- _TASK ITEM_
Take the entries below and return them unchanged.

═════ RECORDS FOR THIS TASK ═════

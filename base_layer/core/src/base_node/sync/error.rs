// Copyright 2024. The Jarrah Project
//
// Redistribution and use in source and binary forms, with or without modification, are permitted provided that the
// following conditions are met:
//
// 1. Redistributions of source code must retain the above copyright notice, this list of conditions and the following
// disclaimer.
//
// 2. Redistributions in binary form must reproduce the above copyright notice, this list of conditions and the
// following disclaimer in the documentation and/or other materials provided with the distribution.
//
// 3. Neither the name of the copyright holder nor the names of its contributors may be used to endorse or promote
// products derived from this software without specific prior written permission.
//
// THIS SOFTWARE IS PROVIDED BY THE COPYRIGHT HOLDERS AND CONTRIBUTORS "AS IS" AND ANY EXPRESS OR IMPLIED WARRANTIES,
// INCLUDING, BUT NOT LIMITED TO, THE IMPLIED WARRANTIES OF MERCHANTABILITY AND FITNESS FOR A PARTICULAR PURPOSE ARE
// DISCLAIMED. IN NO EVENT SHALL THE COPYRIGHT HOLDER OR CONTRIBUTORS BE LIABLE FOR ANY DIRECT, INDIRECT, INCIDENTAL,
// SPECIAL, EXEMPLARY, OR CONSEQUENTIAL DAMAGES (INCLUDING, BUT NOT LIMITED TO, PROCUREMENT OF SUBSTITUTE GOODS OR
// SERVICES; LOSS OF USE, DATA, OR PROFITS; OR BUSINESS INTERRUPTION) HOWEVER CAUSED AND ON ANY THEORY OF LIABILITY,
// WHETHER IN CONTRACT, STRICT LIABILITY, OR TORT (INCLUDING NEGLIGENCE OR OTHERWISE) ARISING IN ANY WAY OUT OF THE
// USE OF THIS SOFTWARE, EVEN IF ADVISED OF THE POSSIBILITY OF SUCH DAMAGE.

use jarrah_common_types::types::BlockHash;
use thiserror::Error;

use crate::{
    base_node::comms_interface::{CommsInterfaceError, PeerId},
    blocks::BlockDecodeError,
    chain_storage::ChainStorageError,
};

/// Sync failures are logged and the sync rescheduled; none of them are fatal to the node.
#[derive(Debug, Error)]
pub enum SyncError {
    #[error("No peers available to sync from")]
    NoSyncPeers,
    #[error("No peer answered the tip poll before the deadline")]
    NoTipsReceived,
    #[error("Request to peer `{peer}` failed: {source}")]
    RequestFailed {
        peer: PeerId,
        #[source]
        source: CommsInterfaceError,
    },
    #[error("Peer `{0}` served an empty header batch mid-chain")]
    EmptyHeaderBatch(PeerId),
    #[error("Header at height {height} does not chain to {expected_parent}")]
    InvalidHeaderChaining { height: u64, expected_parent: BlockHash },
    #[error("Header {hash} fails proof of work for its epoch")]
    HeaderPowFailed { hash: BlockHash },
    #[error("No peer served a body for block {0}")]
    MissingBlockBody(BlockHash),
    #[error("Failed to decode a block body: {0}")]
    BlockDecode(#[from] BlockDecodeError),
    #[error("Chain storage error during sync: {0}")]
    ChainStorage(#[from] ChainStorageError),
}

═════

- _TASK OUTPUT_
filename base_layer/core/src/base_node/sync/error.rs
// Copyright 2024. The Jarrah Project
//
// Redistribution and use in source and binary forms, with or without modification, are permitted provided that the
// following conditions are met:
//
// 1. Redistributions of source code must retain the above copyright notice, this list of conditions and the following
// disclaimer.
//
// 2. Redistributions in binary form must reproduce the above copyright notice, this list of conditions and the
// following disclaimer in the documentation and/or other materials provided with the distribution.
//
// 3. Neither the name of the copyright holder nor the names of its contributors may be used to endorse or promote
// products derived from this software without specific prior written permission.
//
// THIS SOFTWARE IS PROVIDED BY THE COPYRIGHT HOLDERS AND CONTRIBUTORS "AS IS" AND ANY EXPRESS OR IMPLIED WARRANTIES,
// INCLUDING, BUT NOT LIMITED TO, THE IMPLIED WARRANTIES OF MERCHANTABILITY AND FITNESS FOR A PARTICULAR PURPOSE ARE
// DISCLAIMED. IN NO EVENT SHALL THE COPYRIGHT HOLDER OR CONTRIBUTORS BE LIABLE FOR ANY DIRECT, INDIRECT, INCIDENTAL,
// SPECIAL, EXEMPLARY, OR CONSEQUENTIAL DAMAGES (INCLUDING, BUT NOT LIMITED TO, PROCUREMENT OF SUBSTITUTE GOODS OR
// SERVICES; LOSS OF USE, DATA, OR PROFITS; OR BUSINESS INTERRUPTION) HOWEVER CAUSED AND ON ANY THEORY OF LIABILITY,
// WHETHER IN CONTRACT, STRICT LIABILITY, OR TORT (INCLUDING NEGLIGENCE OR OTHERWISE) ARISING IN ANY WAY OUT OF THE
// USE OF THIS SOFTWARE, EVEN IF ADVISED OF THE POSSIBILITY OF SUCH DAMAGE.

use jarrah_common_types::types::BlockHash;
use thiserror::Error;

use crate::{
    base_node::comms_interface::{CommsInterfaceError, PeerId},
    blocks::BlockDecodeError,
    chain_storage::ChainStorageError,
};

/// Sync failures are logged and the sync rescheduled; none of them are fatal to the node.
#[derive(Debug, Error)]
pub enum SyncError {
    #[error("No peers available to sync from")]
    NoSyncPeers,
    #[error("No peer answered the tip poll before the deadline")]
    NoTipsReceived,
    #[error("Request to peer `{peer}` failed: {source}")]
    RequestFailed {
        peer: PeerId,
        #[source]
        source: CommsInterfaceError,
    },
    #[error("Peer `{0}` served an empty header batch mid-chain")]
    EmptyHeaderBatch(PeerId),
    #[error("Header at height {height} does not chain to {expected_parent}")]
    InvalidHeaderChaining { height: u64, expected_parent: BlockHash },
    #[error("Header {hash} fails proof of work for its epoch")]
    HeaderPowFailed { hash: BlockHash },
    #[error("No peer served a body for block {0}")]
    MissingBlockBody(BlockHash),
    #[error("Failed to decode a block body: {0}")]
    BlockDecode(#[from] BlockDecodeError),
    #[error("Chain storage error during sync: {0}")]
    ChainStorage(#[from] ChainStorageError),
}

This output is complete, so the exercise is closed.